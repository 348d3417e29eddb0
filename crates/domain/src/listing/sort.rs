//! Sort keys and direction for listing tables.

use chrono::{DateTime, Utc};
use serde::{Deserialize, Serialize};
use std::cmp::Ordering;
use std::fmt;
use std::str::FromStr;

/// Direction of the active sort column.
#[derive(Debug, Clone, Copy, PartialEq, Eq, Serialize, Deserialize, Default)]
#[serde(rename_all = "lowercase")]
pub enum SortDirection {
    #[default]
    Asc,
    Desc,
}

impl SortDirection {
    pub fn as_str(&self) -> &'static str {
        match self {
            SortDirection::Asc => "asc",
            SortDirection::Desc => "desc",
        }
    }

    pub fn toggled(self) -> Self {
        match self {
            SortDirection::Asc => SortDirection::Desc,
            SortDirection::Desc => SortDirection::Asc,
        }
    }

    /// Applies the direction to an ascending comparison result.
    pub fn apply(self, ordering: Ordering) -> Ordering {
        match self {
            SortDirection::Asc => ordering,
            SortDirection::Desc => ordering.reverse(),
        }
    }
}

impl fmt::Display for SortDirection {
    fn fmt(&self, f: &mut fmt::Formatter<'_>) -> fmt::Result {
        write!(f, "{}", self.as_str())
    }
}

/// A sortable column of an entity table.
pub trait SortColumn: Copy + Eq + fmt::Debug + Send + Sync + 'static {
    /// Every column, in table order.
    fn all() -> &'static [Self];

    /// Key used on the command line and in the wire format.
    fn key(&self) -> &'static str;

    /// Column header.
    fn label(&self) -> &'static str;

    /// Looks a column up by key or label, case-insensitively.
    fn parse(value: &str) -> Option<Self> {
        let value = value.trim();
        Self::all().iter().copied().find(|column| {
            column.key().eq_ignore_ascii_case(value) || column.label().eq_ignore_ascii_case(value)
        })
    }
}

/// Active sort column and direction.
#[derive(Debug, Clone, Copy, PartialEq, Eq)]
pub struct SortState<F> {
    pub field: F,
    pub direction: SortDirection,
}

/// Value extracted from a record for comparison.
///
/// Text is compared lower-cased; numbers, timestamps and flags by value.
/// Missing timestamps sort before present ones.
#[derive(Debug, Clone, PartialEq)]
pub enum SortKey {
    Text(String),
    Integer(i64),
    Decimal(f64),
    Timestamp(Option<DateTime<Utc>>),
    Flag(bool),
}

impl SortKey {
    /// Builds a text key, lower-casing the value.
    pub fn text(value: &str) -> Self {
        SortKey::Text(value.to_lowercase())
    }

    fn rank(&self) -> u8 {
        match self {
            SortKey::Flag(_) => 0,
            SortKey::Integer(_) => 1,
            SortKey::Decimal(_) => 2,
            SortKey::Timestamp(_) => 3,
            SortKey::Text(_) => 4,
        }
    }

    /// Total order over keys. Keys of different kinds never meet within one
    /// column, but still order deterministically by kind.
    pub fn compare(&self, other: &Self) -> Ordering {
        match (self, other) {
            (SortKey::Text(a), SortKey::Text(b)) => a.cmp(b),
            (SortKey::Integer(a), SortKey::Integer(b)) => a.cmp(b),
            (SortKey::Decimal(a), SortKey::Decimal(b)) => a.total_cmp(b),
            (SortKey::Timestamp(a), SortKey::Timestamp(b)) => a.cmp(b),
            (SortKey::Flag(a), SortKey::Flag(b)) => a.cmp(b),
            _ => self.rank().cmp(&other.rank()),
        }
    }
}

impl FromStr for SortDirection {
    type Err = String;

    fn from_str(s: &str) -> Result<Self, Self::Err> {
        match s.to_lowercase().as_str() {
            "asc" | "ascending" => Ok(SortDirection::Asc),
            "desc" | "descending" => Ok(SortDirection::Desc),
            _ => Err(format!("Invalid sort direction: {}", s)),
        }
    }
}

#[cfg(test)]
mod tests {
    use super::*;
    use chrono::TimeZone;

    #[test]
    fn test_sort_direction_toggle() {
        assert_eq!(SortDirection::Asc.toggled(), SortDirection::Desc);
        assert_eq!(SortDirection::Desc.toggled(), SortDirection::Asc);
    }

    #[test]
    fn test_sort_direction_apply() {
        assert_eq!(SortDirection::Asc.apply(Ordering::Less), Ordering::Less);
        assert_eq!(SortDirection::Desc.apply(Ordering::Less), Ordering::Greater);
        assert_eq!(SortDirection::Desc.apply(Ordering::Equal), Ordering::Equal);
    }

    #[test]
    fn test_sort_direction_from_str() {
        assert_eq!("ASC".parse::<SortDirection>().unwrap(), SortDirection::Asc);
        assert_eq!(
            "descending".parse::<SortDirection>().unwrap(),
            SortDirection::Desc
        );
        assert!("sideways".parse::<SortDirection>().is_err());
    }

    #[test]
    fn test_text_key_is_case_insensitive() {
        assert_eq!(
            SortKey::text("Alpha").compare(&SortKey::text("alpha")),
            Ordering::Equal
        );
        assert_eq!(
            SortKey::text("beta").compare(&SortKey::text("Alpha")),
            Ordering::Greater
        );
    }

    #[test]
    fn test_decimal_key_total_order() {
        assert_eq!(
            SortKey::Decimal(1.5).compare(&SortKey::Decimal(10.0)),
            Ordering::Less
        );
        assert_eq!(
            SortKey::Decimal(f64::NAN).compare(&SortKey::Decimal(f64::NAN)),
            Ordering::Equal
        );
    }

    #[test]
    fn test_missing_timestamp_sorts_first() {
        let ts = Utc.with_ymd_and_hms(2024, 3, 1, 8, 0, 0).unwrap();
        assert_eq!(
            SortKey::Timestamp(None).compare(&SortKey::Timestamp(Some(ts))),
            Ordering::Less
        );
    }

    #[test]
    fn test_integer_keys_compare_numerically() {
        assert_eq!(
            SortKey::Integer(9).compare(&SortKey::Integer(10)),
            Ordering::Less
        );
    }
}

*WORK INSTRUCTION:* Every line containing the string "static" is required; copy each such line from the data.

*OUTPUT:*
    pub fn as_str(&self) -> &'static str {
pub trait SortColumn: Copy + Eq + fmt::Debug + Send + Sync + 'static {
    fn all() -> &'static [Self];
    fn key(&self) -> &'static str;
    fn label(&self) -> &'static str;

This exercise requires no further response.